Fwd: Re: OT: svscan and the hard disk

From: Martín Marqués (martin@bugs.unl.edu.ar)
Date: Fri Nov 30 2001 - 07:33:21 EST


Any thoughts on what DJB thinks of the Linux FS?

Sorry for him, each day I convince myself of not using Qmail ever!

Saludos... :-)

---------- Forwarded Message ----------

Subject: Re: OT: svscan and the hard disk
Date: 30 Nov 2001 02:05:35 -0000
From: "D. J. Bernstein" <djb@cr.yp.to>
To: qmail@list.cr.yp.to

Pavel Kankovsky writes:
> all my attempts to find any piece of standard/specification/documentation
> saying that fs metadata are to be updated synchronously have failed so far

doc/smm/03.fsck_ffs/2.t

The guarantees provided by FFS make it reasonably easy for mail-handling
software to perform reliable disk transactions. The speed is adequate
for most sites.

The Linux filesystem designers, ignorant of the demands of critical
applications, screwed this up in two ways:

   * They broke compatibility, by failing to provide the FFS system
     calls with the FFS guarantees.

     They wanted an asynchronous rename(), for example. They should have
     added an asyncrename() system call. Instead they foolishly changed
     the semantics of rename(), breaking mail-handling programs.
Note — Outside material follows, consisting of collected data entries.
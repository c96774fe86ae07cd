//! Synthetic image sources for tests and local development.

use super::{ImageMetadata, ImageReader, ImageSource};
use crate::{ClassifiedError, ErrorClass};
use anyhow::{Result, ensure};
use async_trait::async_trait;
use dashmap::DashMap;
use image::{DynamicImage, RgbImage};
use tilesense_core::PixelRect;

/// An [`ImageSource`] producing a deterministic gradient for any window.
///
/// Pixels are a pure function of their full-image coordinates, so two
/// overlapping tiles agree on their shared pixels, as they would for a real
/// image.
#[derive(Debug)]
pub struct MockImageSource {
	metadata: ImageMetadata,
}

impl MockImageSource {
	/// A georeferenced mock image anchored at (8.0°E, 50.0°N) with a pixel
	/// size of one millionth of a degree.
	#[must_use]
	pub fn new(width: u32, height: u32) -> Self {
		Self {
			metadata: ImageMetadata {
				width,
				height,
				geotransform: Some([8.0, 1e-6, 0.0, 50.0, 0.0, -1e-6]),
				source_id: Some("mock-collect-001".to_string()),
				source_time: Some("2024-05-04T10:00:00Z".to_string()),
				category: Some("EO".to_string()),
			},
		}
	}

	/// A mock image without georeferencing metadata.
	#[must_use]
	pub fn new_without_geolocation(width: u32, height: u32) -> Self {
		let mut source = Self::new(width, height);
		source.metadata.geotransform = None;
		source
	}
}

#[async_trait]
impl ImageSource for MockImageSource {
	fn metadata(&self) -> &ImageMetadata {
		&self.metadata
	}

	async fn read_region(&self, rect: &PixelRect) -> Result<DynamicImage> {
		ensure!(
			self.metadata.full_rect()?.contains(rect),
			"window {rect} escapes the {}x{} image",
			self.metadata.width,
			self.metadata.height
		);
		let origin = (rect.x, rect.y);
		Ok(DynamicImage::ImageRgb8(RgbImage::from_fn(
			rect.width,
			rect.height,
			move |x, y| {
				let (gx, gy) = (origin.0 + x, origin.1 + y);
				image::Rgb([(gx % 256) as u8, (gy % 256) as u8, ((gx + gy) % 256) as u8])
			},
		)))
	}
}

/// An [`ImageReader`] serving registered mock images by URI.
#[derive(Default)]
pub struct MockImageReader {
	images: DashMap<String, ImageMetadata>,
}

impl MockImageReader {
	#[must_use]
	pub fn new() -> Self {
		Self::default()
	}

	/// Registers a mock image under `uri`.
	pub fn insert(&self, uri: &str, source: MockImageSource) {
		self.images.insert(uri.to_string(), source.metadata.clone());
	}
}

#[async_trait]
impl ImageReader for MockImageReader {
	async fn open(&self, uri: &str) -> Result<Box<dyn ImageSource>> {
		match self.images.get(uri) {
			Some(metadata) => Ok(Box::new(MockImageSource {
				metadata: metadata.clone(),
			})),
			None => Err(ClassifiedError::new(
				ErrorClass::Decode,
				&format!("no image registered under '{uri}'"),
			)),
		}
	}
}

// ----------------------------------------------------------------------------
// Tests
// ----------------------------------------------------------------------------
//! The work-queue contract.
//!
//! The transport itself (SQS or similar) is an external collaborator; the
//! engine only relies on this narrow contract: long-poll receive, per-message
//! visibility with a single owner at a time, acknowledge, visibility
//! extension (heartbeat) and a dead-letter escape hatch.

mod memory;
pub use memory::*;

use anyhow::Result;
use async_trait::async_trait;
use std::time::Duration;

/// One received queue message. The `receipt` identifies this delivery and is
/// required for ack/extend/dead-letter calls.
#[derive(Clone, Debug, PartialEq, Eq)]
pub struct QueueMessage {
	/// Stable message id, identical across redeliveries.
	pub id: String,
	/// Delivery handle, unique per receive.
	pub receipt: String,
	/// Message payload.
	pub body: String,
	/// How many times the message has been delivered, this delivery included.
	pub receive_count: u32,
}

/// A queue holding work for the fleet.
#[async_trait]
pub trait WorkQueue: Send + Sync {
	/// Enqueues a message.
	async fn send(&self, body: String) -> Result<()>;

	/// Long-polls for one message, waiting up to `wait`. A received message
	/// becomes invisible to other consumers until acked, dead-lettered, or
	/// its visibility timeout expires.
	async fn receive(&self, wait: Duration) -> Result<Option<QueueMessage>>;

	/// Deletes a message after successful processing.
	async fn ack(&self, receipt: &str) -> Result<()>;

	/// Extends the visibility timeout of an in-flight message (heartbeat).
	async fn extend_visibility(&self, receipt: &str, timeout: Duration) -> Result<()>;

	/// Removes a message from rotation after repeated failures.
	async fn dead_letter(&self, receipt: &str) -> Result<()>;
}
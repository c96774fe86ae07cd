//! GeoTIFF (baseline TIFF) encoder/decoder bridge for tile payloads.
//!
//! Supports 8-bit Grey and RGB buffers with NONE or LZW compression, both
//! lossless. JPEG-in-TIFF is not producible by the built-in codec and is
//! rejected upstream by the format dispatch.

use anyhow::{Result, bail};
use image::{ColorType, DynamicImage, GrayImage, RgbImage};
use std::io::Cursor;
use tiff::{
	decoder::{Decoder, DecodingResult},
	encoder::{TiffEncoder, colortype, compression},
};
use tilesense_core::{Blob, TileCompression};
use tilesense_derive::context;

/// Encode a `DynamicImage` into a TIFF [`Blob`] with the given compression.
#[context("encoding {}x{} {:?} as GTIFF ({compression})", image.width(), image.height(), image.color())]
pub fn encode(image: &DynamicImage, compression: TileCompression) -> Result<Blob> {
	let mut cursor = Cursor::new(Vec::new());
	let mut encoder = TiffEncoder::new(&mut cursor)?;

	let width = image.width();
	let height = image.height();

	encode_into(&mut encoder, image, compression, width, height)?;
	drop(encoder);

	Ok(Blob::from(cursor.into_inner()))
}

fn encode_into<W: std::io::Write + std::io::Seek>(
	encoder: &mut TiffEncoder<W>,
	image: &DynamicImage,
	compression: TileCompression,
	width: u32,
	height: u32,
) -> Result<()> {
	match (image.color(), compression) {
		(ColorType::Rgb8, TileCompression::None) => {
			encoder.write_image::<colortype::RGB8>(width, height, image.as_bytes())?;
		}
		(ColorType::Rgb8, TileCompression::Lzw) => {
			encoder.write_image_with_compression::<colortype::RGB8, _>(
				width,
				height,
				compression::Lzw::default(),
				image.as_bytes(),
			)?;
		}
		(ColorType::L8, TileCompression::None) => {
			encoder.write_image::<colortype::Gray8>(width, height, image.as_bytes())?;
		}
		(ColorType::L8, TileCompression::Lzw) => {
			encoder.write_image_with_compression::<colortype::Gray8, _>(
				width,
				height,
				compression::Lzw::default(),
				image.as_bytes(),
			)?;
		}
		(color, TileCompression::None | TileCompression::Lzw) => {
			bail!("GTIFF tile encoding only supports 8-bit Grey or RGB, got {color:?}")
		}
		(_, other) => bail!("GTIFF tile encoding does not support {other} compression"),
	}
	Ok(())
}

/// Decode a TIFF [`Blob`] back into a `DynamicImage`.
#[context("decoding GTIFF image ({} bytes)", blob.len())]
pub fn decode(blob: &Blob) -> Result<DynamicImage> {
	let mut decoder = Decoder::new(Cursor::new(blob.as_slice()))?;
	let (width, height) = decoder.dimensions()?;
	let color = decoder.colortype()?;

	let DecodingResult::U8(data) = decoder.read_image()? else {
		bail!("GTIFF tile decoding only supports 8-bit samples");
	};

	Ok(match color {
		tiff::ColorType::RGB(8) => {
			DynamicImage::ImageRgb8(RgbImage::from_raw(width, height, data).ok_or_else(|| {
				anyhow::anyhow!("RGB sample buffer does not match {width}x{height}")
			})?)
		}
		tiff::ColorType::Gray(8) => {
			DynamicImage::ImageLuma8(GrayImage::from_raw(width, height, data).ok_or_else(|| {
				anyhow::anyhow!("Grey sample buffer does not match {width}x{height}")
			})?)
		}
		other => bail!("unsupported TIFF color type {other:?}"),
	})
}

#[cfg(test)]
mod tests {
	use super::*;
	use crate::helper::{max_channel_difference, new_test_grey, new_test_rgb};
	use rstest::rstest;

	#[rstest]
	#[case::uncompressed(TileCompression::None)]
	#[case::lzw(TileCompression::Lzw)]
	fn roundtrip_is_lossless(#[case] compression: TileCompression) -> Result<()> {
		for image in [new_test_rgb(32, 24), new_test_grey(32, 24)] {
			let decoded = decode(&encode(&image, compression)?)?;
			assert_eq!(max_channel_difference(&image, &decoded), 0);
		}
		Ok(())
	}

	#[test]
	fn lzw_compresses_uniform_data() -> Result<()> {
		let image = DynamicImage::ImageRgb8(RgbImage::from_pixel(64, 64, image::Rgb([42, 42, 42])));
		let plain = encode(&image, TileCompression::None)?;
		let lzw = encode(&image, TileCompression::Lzw)?;
		assert!(lzw.len() < plain.len());
		Ok(())
	}

	#[test]
	fn rejects_unsupported_inputs() {
		assert!(encode(&DynamicImage::new_rgba8(4, 4), TileCompression::None).is_err());
		assert!(encode(&new_test_rgb(4, 4), TileCompression::Jpeg).is_err());
		assert!(decode(&Blob::from("not a tiff")).is_err());
	}
}
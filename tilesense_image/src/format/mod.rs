//! Format dispatch for tile payload encoding and decoding.

pub mod gtiff;
pub mod jpeg;
pub mod png;

use anyhow::Result;
use image::DynamicImage;
use std::fmt::Display;
use tilesense_core::{Blob, TileCompression, TileFormat};
use tilesense_derive::context;

/// Error returned when the built-in codecs cannot produce the requested
/// format/compression pair (NITF containers, J2K, JPEG-in-TIFF).
///
/// Encoding is deterministic, so this is a permanent failure for the tile.
#[derive(Debug, Clone, Copy, PartialEq, Eq)]
pub struct UnsupportedEncoding {
	pub format: TileFormat,
	pub compression: TileCompression,
}

impl Display for UnsupportedEncoding {
	fn fmt(&self, f: &mut std::fmt::Formatter<'_>) -> std::fmt::Result {
		write!(
			f,
			"no built-in encoder for tile format {} with compression {}",
			self.format, self.compression
		)
	}
}

impl std::error::Error for UnsupportedEncoding {}

/// Encodes a tile pixel buffer into the requested payload format.
///
/// Supported: PNG (NONE), JPEG (NONE), GTIFF (NONE, LZW). Other valid wire
/// combinations exist (NITF, J2K, JPEG-in-TIFF) but require an external
/// codec; for those this returns an [`UnsupportedEncoding`] error.
#[context("encoding {}x{} tile as {format} ({compression})", image.width(), image.height())]
pub fn encode_tile(image: &DynamicImage, format: TileFormat, compression: TileCompression) -> Result<Blob> {
	match (format, compression) {
		(TileFormat::PNG, TileCompression::None) => png::encode(image),
		(TileFormat::JPEG, TileCompression::None) => jpeg::encode(image, None),
		(TileFormat::GTIFF, TileCompression::None | TileCompression::Lzw) => gtiff::encode(image, compression),
		_ => Err(UnsupportedEncoding { format, compression }.into()),
	}
}

/// Decodes a tile payload back into pixels. Used by round-trip tests and by
/// the in-process stub endpoints.
#[context("decoding {} tile ({} bytes)", format, blob.len())]
pub fn decode_tile(blob: &Blob, format: TileFormat) -> Result<DynamicImage> {
	match format {
		TileFormat::PNG => png::decode(blob),
		TileFormat::JPEG => jpeg::decode(blob),
		TileFormat::GTIFF => gtiff::decode(blob),
		TileFormat::NITF => Err(UnsupportedEncoding {
			format,
			compression: TileCompression::None,
		}
		.into()),
	}
}

// ----------------------------------------------------------------------------
// Tests
// ----------------------------------------------------------------------------

#[cfg(test)]
mod tests {
	use super::*;
	use crate::helper::{max_channel_difference, new_test_rgb};
	use rstest::rstest;

	/* ---------- Round-trip laws ---------- */

	#[rstest]
	#[case::png(TileFormat::PNG, TileCompression::None)]
	#[case::gtiff(TileFormat::GTIFF, TileCompression::None)]
	#[case::gtiff_lzw(TileFormat::GTIFF, TileCompression::Lzw)]
	fn lossless_roundtrip(#[case] format: TileFormat, #[case] compression: TileCompression) {
		let image = new_test_rgb(64, 48);
		let blob = encode_tile(&image, format, compression).unwrap();
		let decoded = decode_tile(&blob, format).unwrap();
		assert_eq!(max_channel_difference(&image, &decoded), 0);
	}

	#[test]
	fn jpeg_roundtrip_within_lossy_tolerance() {
		let image = new_test_rgb(64, 48);
		let blob = encode_tile(&image, TileFormat::JPEG, TileCompression::None).unwrap();
		let decoded = decode_tile(&blob, TileFormat::JPEG).unwrap();
		assert!(
			max_channel_difference(&image, &decoded) <= 24,
			"JPEG error exceeds lossy tolerance"
		);
	}

	/* ---------- Unsupported combinations ---------- */

	#[rstest]
	#[case(TileFormat::NITF, TileCompression::None)]
	#[case(TileFormat::NITF, TileCompression::J2k)]
	#[case(TileFormat::GTIFF, TileCompression::Jpeg)]
	fn unsupported_combinations_are_reported(#[case] format: TileFormat, #[case] compression: TileCompression) {
		let image = new_test_rgb(8, 8);
		let err = encode_tile(&image, format, compression).unwrap_err();
		let unsupported = err
			.downcast_ref::<UnsupportedEncoding>()
			.expect("expected UnsupportedEncoding");
		assert_eq!(unsupported.format, format);
		assert_eq!(unsupported.compression, compression);
	}
}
     Of course, the incompatibility isn't obvious to people who don't
     realize that some programs rely on rename() being synchronous.

   * They didn't provide any way to perform reliable transactions, other
     than syncing the whole filesystem (with, e.g., a directory fsync).

     Even sync mode is worrisome. Has anyone verified that blocks are
     written to disk in the correct order? This is not rocket science,
     but it does require a certain level of care with every operation.

     Supposedly there's a faster transaction mechanism now, but I don't
     trust it. Do the people writing the filesystem code understand that
     there _is_ a correct order for block writes?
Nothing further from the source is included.